# [Task item]
Search the material below for the string "InitOptions" and copy each line where it appears.

● ● ● ● ● ● ●

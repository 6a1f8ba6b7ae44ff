use crate::config::{EmbeddingBackend, EmbeddingConfig};
use crate::errors::{Result, StorageError};
use async_trait::async_trait;
use serde::{Deserialize, Serialize};
use std::sync::Arc;
use std::time::Duration;

#[async_trait]
pub trait EmbeddingProvider: Send + Sync {
    async fn embed(&self, texts: Vec<String>) -> Result<Vec<Vec<f64>>>;

    /// Expected vector length, when the backend has a fixed one.
    fn dimension(&self) -> Option<usize> {
        None
    }
}

pub struct NullEmbeddingProvider;

#[async_trait]
impl EmbeddingProvider for NullEmbeddingProvider {
    async fn embed(&self, texts: Vec<String>) -> Result<Vec<Vec<f64>>> {
        Ok(vec![vec![]; texts.len()])
    }
}

#[derive(Serialize)]
struct OpenAIRequest {
    input: Vec<String>,
    model: String,
    #[serde(skip_serializing_if = "Option::is_none")]
    dimensions: Option<usize>,
}

#[derive(Deserialize)]
struct OpenAIEmbedding {
    embedding: Vec<f64>,
    #[serde(default)]
    index: usize,
}

#[derive(Deserialize)]
struct OpenAIResponse {
    data: Vec<OpenAIEmbedding>,
}

pub struct OpenAIProvider {
    api_key: String,
    model: String,
    endpoint: String,
    dimension: usize,
    max_retries: u32,
    client: reqwest::Client,
}

impl OpenAIProvider {
    pub fn from_config(config: &EmbeddingConfig) -> Result<Self> {
        let api_key = config
            .api_key
            .clone()
            .ok_or_else(|| StorageError::Config("OPENAI_API_KEY is required".into()))?;
        url::Url::parse(&config.base_url).map_err(|e| {
            StorageError::Config(format!("invalid embedding base url '{}': {}", config.base_url, e))
        })?;
        let client = reqwest::Client::builder()
            .timeout(config.timeout())
            .build()
            .map_err(|e| StorageError::Initialization(format!("HTTP client: {}", e)))?;

        Ok(Self {
            api_key,
            model: config.model.clone(),
            endpoint: embeddings_endpoint(&config.base_url),
            dimension: config.dimension,
            max_retries: config.max_retries,
            client,
        })
    }

    async fn request_once(
        &self,
        payload: &OpenAIRequest,
    ) -> std::result::Result<Vec<Vec<f64>>, AttemptError> {
        let response = self
            .client
            .post(&self.endpoint)
            .bearer_auth(&self.api_key)
            .json(payload)
            .send()
            .await
            .map_err(|e| AttemptError::Retryable(format!("OpenAI API request failed: {}", e)))?;

        let status = response.status();
        if !status.is_success() {
            let error_body = response
                .text()
                .await
                .unwrap_or_else(|_| "Unknown error".to_string());
            let message = format!("OpenAI API returned {}: {}", status, error_body);
            return Err(if status.as_u16() == 429 || status.is_server_error() {
                AttemptError::Retryable(message)
            } else {
                AttemptError::Fatal(message)
            });
        }

        let mut openai_response = response
            .json::<OpenAIResponse>()
            .await
            .map_err(|e| AttemptError::Fatal(format!("Failed to parse OpenAI response: {}", e)))?;
        openai_response.data.sort_by_key(|item| item.index);

        Ok(openai_response
            .data
            .into_iter()
            .map(|data| data.embedding)
            .collect())
    }
}

enum AttemptError {
    Retryable(String),
    Fatal(String),
}

fn embeddings_endpoint(base_url: &str) -> String {
    format!("{}/embeddings", base_url.trim_end_matches('/'))
}

#[async_trait]
impl EmbeddingProvider for OpenAIProvider {
    async fn embed(&self, texts: Vec<String>) -> Result<Vec<Vec<f64>>> {
        if texts.is_empty() {
            return Ok(Vec::new());
        }

        let request_payload = OpenAIRequest {
            input: texts,
            model: self.model.clone(),
            dimensions: Some(self.dimension),
        };

        let mut last_error = String::new();
        for attempt in 0..=self.max_retries {
            if attempt > 0 {
                let delay = Duration::from_secs(1 << (attempt - 1).min(5));
                log::warn!(
                    "Retrying embedding request in {:?} (attempt {}/{}): {}",
                    delay,
                    attempt,
                    self.max_retries,
                    last_error
                );
                tokio::time::sleep(delay).await;
            }
            match self.request_once(&request_payload).await {
                Ok(vectors) => return Ok(vectors),
                Err(AttemptError::Retryable(message)) => last_error = message,
                Err(AttemptError::Fatal(message)) => return Err(StorageError::Embedding(message)),
            }
        }

        Err(StorageError::Embedding(last_error))
    }

    fn dimension(&self) -> Option<usize> {
        Some(self.dimension)
    }
}

#[cfg(feature = "local-embeddings")]
pub use local::FastEmbedProvider;

#[cfg(feature = "local-embeddings")]
mod local {
    use super::EmbeddingProvider;
    use crate::errors::{Result, StorageError};
    use async_trait::async_trait;
    use fastembed::{InitOptions, TextEmbedding};
    use std::sync::{Arc, Mutex};
    use tokio::task;

    pub struct FastEmbedProvider {
        model: Arc<Mutex<TextEmbedding>>,
    }

    impl FastEmbedProvider {
        pub fn new_default() -> Result<Self> {
            Self::new_with_options(Default::default())
        }

        pub fn new_with_options(options: InitOptions) -> Result<Self> {
            let embedding = TextEmbedding::try_new(options).map_err(|e| {
                StorageError::Initialization(format!("Failed to initialize FastEmbed model: {}", e))
            })?;
            Ok(Self {
                model: Arc::new(Mutex::new(embedding)),
            })
        }
    }

    #[async_trait]
    impl EmbeddingProvider for FastEmbedProvider {
        async fn embed(&self, texts: Vec<String>) -> Result<Vec<Vec<f64>>> {
            if texts.is_empty() {
                return Ok(Vec::new());
            }

            let model = Arc::clone(&self.model);
            task::spawn_blocking(move || -> Result<Vec<Vec<f64>>> {
                let mut guard = model
                    .lock()
                    .map_err(|_| StorageError::Embedding("FastEmbed model mutex poisoned".into()))?;
                let document_refs: Vec<_> = texts.iter().map(|s| s.as_str()).collect();
                let vectors = guard.embed(document_refs, None).map_err(|e| {
                    StorageError::Embedding(format!("FastEmbed embedding failed: {}", e))
                })?;
                Ok(vectors
                    .into_iter()
                    .map(|vec| vec.into_iter().map(|value| value as f64).collect())
                    .collect())
            })
            .await
            .map_err(|e| StorageError::Embedding(format!("FastEmbed task join error: {}", e)))?
        }
    }
}

/// Picks the backend named in `config`. The choice is fixed for the lifetime
/// of the returned provider.
pub fn build_provider(config: &EmbeddingConfig) -> Result<Arc<dyn EmbeddingProvider>> {
    match config.backend {
        EmbeddingBackend::Disabled => Ok(Arc::new(NullEmbeddingProvider)),
        EmbeddingBackend::OpenAi => Ok(Arc::new(OpenAIProvider::from_config(config)?)),
        #[cfg(feature = "local-embeddings")]
        EmbeddingBackend::FastEmbed => Ok(Arc::new(FastEmbedProvider::new_default()?)),
        #[cfg(not(feature = "local-embeddings"))]
        EmbeddingBackend::FastEmbed => Err(StorageError::Config(
            "fastembed backend requires the `local-embeddings` feature".into(),
        )),
    }
}

/// Output of [`EmbeddingBatcher::embed`]: one slot per input text, in input
/// order. `None` marks blank text or a failed batch.
#[derive(Debug, Default, Clone, PartialEq)]
pub struct EmbeddedTexts {
    pub vectors: Vec<Option<Vec<f64>>>,
    pub failed_batches: usize,
}

impl EmbeddedTexts {
    /// Vectors with `None` replaced by the empty array stored for "no embedding".
    pub fn into_stored(self) -> Vec<Vec<f64>> {
        self.vectors
            .into_iter()
            .map(|slot| slot.unwrap_or_default())
            .collect()
    }
}

pub struct EmbeddingBatcher {
    provider: Arc<dyn EmbeddingProvider>,
}

impl EmbeddingBatcher {
    pub fn new(provider: Arc<dyn EmbeddingProvider>) -> Self {
        Self { provider }
    }

    pub fn provider(&self) -> &Arc<dyn EmbeddingProvider> {
        &self.provider
    }

    /// Embeds `texts` in chunks of `batch_size`.
    ///
    /// Blank texts are never sent to the backend. A batch that errors, or
    /// comes back with the wrong number or length of vectors, nulls only its
    /// own slots.
    pub async fn embed<S: AsRef<str>>(&self, texts: &[S], batch_size: usize) -> EmbeddedTexts {
        let batch_size = batch_size.max(1);
        let mut vectors: Vec<Option<Vec<f64>>> = vec![None; texts.len()];
        let pending: Vec<(usize, String)> = texts
            .iter()
            .enumerate()
            .filter(|(_, text)| !text.as_ref().trim().is_empty())
            .map(|(slot, text)| (slot, text.as_ref().to_string()))
            .collect();

        let mut failed_batches = 0;
        for (batch_no, batch) in pending.chunks(batch_size).enumerate() {
            let inputs: Vec<String> = batch.iter().map(|(_, text)| text.clone()).collect();
            match self.provider.embed(inputs).await {
                Ok(result) => match self.check_batch(&result, batch.len()) {
                    Ok(()) => {
                        for ((slot, _), vector) in batch.iter().zip(result) {
                            vectors[*slot] = Some(vector);
                        }
                    }
                    Err(reason) => {
                        failed_batches += 1;
                        log::warn!("Embedding batch {} discarded: {}", batch_no, reason);
                    }
                },
                Err(err) => {
                    failed_batches += 1;
                    log::warn!(
                        "Embedding batch {} ({} texts) failed: {}",
                        batch_no,
                        batch.len(),
                        err
                    );
                }
            }
        }

        EmbeddedTexts {
            vectors,
            failed_batches,
        }
    }

    fn check_batch(&self, result: &[Vec<f64>], expected: usize) -> std::result::Result<(), String> {
        if result.len() != expected {
            return Err(format!("expected {} vectors, got {}", expected, result.len()));
        }
        if let Some(dimension) = self.provider.dimension() {
            if let Some(bad) = result.iter().find(|v| v.len() != dimension) {
                return Err(format!(
                    "expected dimension {}, got {}",
                    dimension,
                    bad.len()
                ));
            }
        }
        Ok(())
    }

    /// Single-text mode. Blank input is a caller error here.
    pub async fn embed_one(&self, text: &str) -> Result<Vec<f64>> {
        if text.trim().is_empty() {
            return Err(StorageError::InvalidArg(
                "cannot embed empty text".to_string(),
            ));
        }
        let mut vectors = self.provider.embed(vec![text.to_string()]).await?;
        self.check_batch(&vectors, 1).map_err(StorageError::Embedding)?;
        Ok(vectors.remove(0))
    }
}

#[cfg(test)]
mod tests {
    use super::*;
    use std::sync::Mutex;

    /// Returns `[len, 1.0]` per text and fails any batch containing "boom".
    struct RecordingProvider {
        calls: Mutex<Vec<Vec<String>>>,
        dimension: Option<usize>,
    }

    impl RecordingProvider {
        fn new(dimension: Option<usize>) -> Self {
            Self {
                calls: Mutex::new(Vec::new()),
                dimension,
            }
        }
    }

    #[async_trait]
    impl EmbeddingProvider for RecordingProvider {
        async fn embed(&self, texts: Vec<String>) -> Result<Vec<Vec<f64>>> {
            self.calls.lock().unwrap().push(texts.clone());
            if texts.iter().any(|t| t.contains("boom")) {
                return Err(StorageError::Embedding("backend unavailable".into()));
            }
            Ok(texts.iter().map(|t| vec![t.len() as f64, 1.0]).collect())
        }

        fn dimension(&self) -> Option<usize> {
            self.dimension
        }
    }

    #[tokio::test]
    async fn blanks_are_skipped_and_order_is_kept() {
        let provider = Arc::new(RecordingProvider::new(Some(2)));
        let batcher = EmbeddingBatcher::new(provider.clone());

        let texts = ["alpha", "", "  ", "gamma!", "\n"];
        let out = batcher.embed(&texts, 5).await;

        assert_eq!(
            out.vectors,
            vec![
                Some(vec![5.0, 1.0]),
                None,
                None,
                Some(vec![6.0, 1.0]),
                None
            ]
        );
        assert_eq!(out.failed_batches, 0);
        let calls = provider.calls.lock().unwrap();
        assert_eq!(calls.len(), 1);
        assert_eq!(calls[0], vec!["alpha".to_string(), "gamma!".to_string()]);
    }

    #[tokio::test]
    async fn a_failed_batch_only_nulls_its_own_slots() {
        let provider = Arc::new(RecordingProvider::new(Some(2)));
        let batcher = EmbeddingBatcher::new(provider.clone());

        let texts = ["a", "b", "boom", "d", "e"];
        let out = batcher.embed(&texts, 2).await;

        assert_eq!(out.failed_batches, 1);
        assert!(out.vectors[0].is_some());
        assert!(out.vectors[1].is_some());
        assert!(out.vectors[2].is_none());
        assert!(out.vectors[3].is_none());
        assert!(out.vectors[4].is_some());
        assert_eq!(provider.calls.lock().unwrap().len(), 3);
        assert_eq!(out.into_stored()[2], Vec::<f64>::new());
    }

    #[tokio::test]
    async fn wrong_dimension_counts_as_failure() {
        let batcher = EmbeddingBatcher::new(Arc::new(RecordingProvider::new(Some(768))));
        let out = batcher.embed(&["text"], 5).await;
        assert_eq!(out.vectors, vec![None]);
        assert_eq!(out.failed_batches, 1);
    }

    #[tokio::test]
    async fn zero_batch_size_is_clamped() {
        let provider = Arc::new(RecordingProvider::new(None));
        let batcher = EmbeddingBatcher::new(provider.clone());
        let out = batcher.embed(&["x", "y"], 0).await;
        assert_eq!(out.vectors.len(), 2);
        assert_eq!(provider.calls.lock().unwrap().len(), 2);
    }

    #[tokio::test]
    async fn embed_one_rejects_blank_text() {
        let batcher = EmbeddingBatcher::new(Arc::new(RecordingProvider::new(None)));
        assert!(matches!(
            batcher.embed_one("   ").await,
            Err(StorageError::InvalidArg(_))
        ));
        assert_eq!(batcher.embed_one("hey").await.unwrap(), vec![3.0, 1.0]);
    }

    #[test]
    fn disabled_backend_builds_null_provider() {
        let provider = build_provider(&EmbeddingConfig::default()).unwrap();
        assert_eq!(provider.dimension(), None);
    }

    #[test]
    fn openai_backend_needs_a_key() {
        let config = EmbeddingConfig {
            backend: EmbeddingBackend::OpenAi,
            ..EmbeddingConfig::default()
        };
        assert!(matches!(build_provider(&config), Err(StorageError::Config(_))));
    }
}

● ● ● ● ● ● ●

# [Problem solution]
    use fastembed::{InitOptions, TextEmbedding};
        pub fn new_with_options(options: InitOptions) -> Result<Self> {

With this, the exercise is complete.